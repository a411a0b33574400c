//! Symbol-name handling: identifier sanitising and member-chain splitting.

/// Words that cannot be used as identifiers in the target language.
const RESERVED: &[&str] = &[
    "break", "case", "catch", "class", "const", "continue", "debugger", "default", "delete", "do",
    "else", "enum", "export", "extends", "false", "finally", "for", "function", "if", "implements",
    "import", "in", "instanceof", "interface", "let", "new", "null", "package", "private",
    "protected", "public", "return", "static", "super", "switch", "this", "throw", "true", "try",
    "typeof", "var", "void", "while", "with", "yield", "await",
];

pub fn is_reserved(name: &str) -> bool {
    RESERVED.contains(&name)
}

/// Rewrite a source symbol into a valid target identifier.
///
/// `my-var` → `my_var`, `empty?` → `empty_QMARK_`, `class` → `_class`.
pub fn sanitize(name: &str) -> String {
    let mut out = sanitize_property(name);
    if out.chars().next().map_or(false, |c| c.is_ascii_digit()) || is_reserved(&out) {
        out.insert(0, '_');
    }
    out
}

/// Like [`sanitize`], but for property names after a `.`, where reserved
/// words and leading digits are legal.
pub fn sanitize_property(name: &str) -> String {
    let mut out = String::with_capacity(name.len());
    for c in name.chars() {
        match c {
            '-' => out.push('_'),
            '?' => out.push_str("_QMARK_"),
            '!' => out.push_str("_BANG_"),
            '*' => out.push_str("_STAR_"),
            '+' => out.push_str("_PLUS_"),
            '>' => out.push_str("_GT_"),
            '<' => out.push_str("_LT_"),
            '=' => out.push_str("_EQ_"),
            '/' => out.push_str("_SLASH_"),
            '\'' => out.push_str("_QUOTE_"),
            '%' => out.push_str("_PCT_"),
            '&' => out.push_str("_AMP_"),
            c if c == '_' || c == '$' || c.is_alphanumeric() => out.push(c),
            c => out.push_str(&format!("_U{:X}_", c as u32)),
        }
    }
    out
}

/// One segment of a dotted or optional-chained symbol.
#[derive(Debug, Clone, Copy, PartialEq, Eq)]
pub struct Segment<'a> {
    pub name: &'a str,
    /// True when the segment was preceded by `?.` rather than `.`.
    pub optional: bool,
}

/// True for symbols such as `a.b` or `a?.b` that denote member chains.
pub fn is_chain(symbol: &str) -> bool {
    !symbol.starts_with('.') && symbol.chars().skip(1).any(|c| c == '.')
}

/// Split `a?.b.c` into `[a, ?b, c]`, remembering which separator preceded
/// each segment. Returns `None` if any segment is empty.
pub fn split_chain(symbol: &str) -> Option<Vec<Segment<'_>>> {
    let bytes = symbol.as_bytes();
    let mut segments = Vec::new();
    let mut start = 0;
    let mut optional = false;
    let mut i = 0;

    while i < bytes.len() {
        if bytes[i] == b'?' && bytes.get(i + 1) == Some(&b'.') {
            segments.push(Segment {
                name: &symbol[start..i],
                optional,
            });
            optional = true;
            i += 2;
            start = i;
        } else if bytes[i] == b'.' {
            segments.push(Segment {
                name: &symbol[start..i],
                optional,
            });
            optional = false;
            i += 1;
            start = i;
        } else {
            i += 1;
        }
    }
    segments.push(Segment {
        name: &symbol[start..],
        optional,
    });

    if segments.iter().any(|s| s.name.is_empty()) {
        None
    } else {
        Some(segments)
    }
}

/// `name:` keyword symbols.
pub fn keyword_name(symbol: &str) -> Option<&str> {
    symbol
        .strip_suffix(':')
        .filter(|name| !name.is_empty() && !name.contains(':'))
}

#[cfg(test)]
mod tests {
    use super::*;

    #[test]
    fn test_sanitize() {
        assert_eq!(sanitize("my-var"), "my_var");
        assert_eq!(sanitize("empty?"), "empty_QMARK_");
        assert_eq!(sanitize("set!"), "set_BANG_");
        assert_eq!(sanitize("class"), "_class");
        assert_eq!(sanitize("2d"), "_2d");
        assert_eq!(sanitize("$0"), "$0");
        assert_eq!(sanitize("plain"), "plain");
    }

    #[test]
    fn test_sanitize_property_allows_reserved() {
        assert_eq!(sanitize_property("default"), "default");
        assert_eq!(sanitize_property("is-ok?"), "is_ok_QMARK_");
    }

    #[test]
    fn test_split_chain_separators() {
        let segments = split_chain("a?.b.c").unwrap();
        assert_eq!(
            segments,
            vec![
                Segment { name: "a", optional: false },
                Segment { name: "b", optional: true },
                Segment { name: "c", optional: false },
            ]
        );
    }

    #[test]
    fn test_split_chain_rejects_empty_segments() {
        assert!(split_chain("a..b").is_none());
        assert!(split_chain("a.").is_none());
    }

    #[test]
    fn test_is_chain() {
        assert!(is_chain("console.log"));
        assert!(is_chain("a?.b"));
        assert!(!is_chain(".push"));
        assert!(!is_chain("..."));
        assert!(!is_chain("plain"));
    }

    #[test]
    fn test_keyword_name() {
        assert_eq!(keyword_name("name:"), Some("name"));
        assert_eq!(keyword_name(":"), None);
        assert_eq!(keyword_name("x:number"), None);
    }
}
----
> WORK REQUIRED
Could you work out how many lines in the material contain "while"? Reply with only that number.

> SOLUTION
2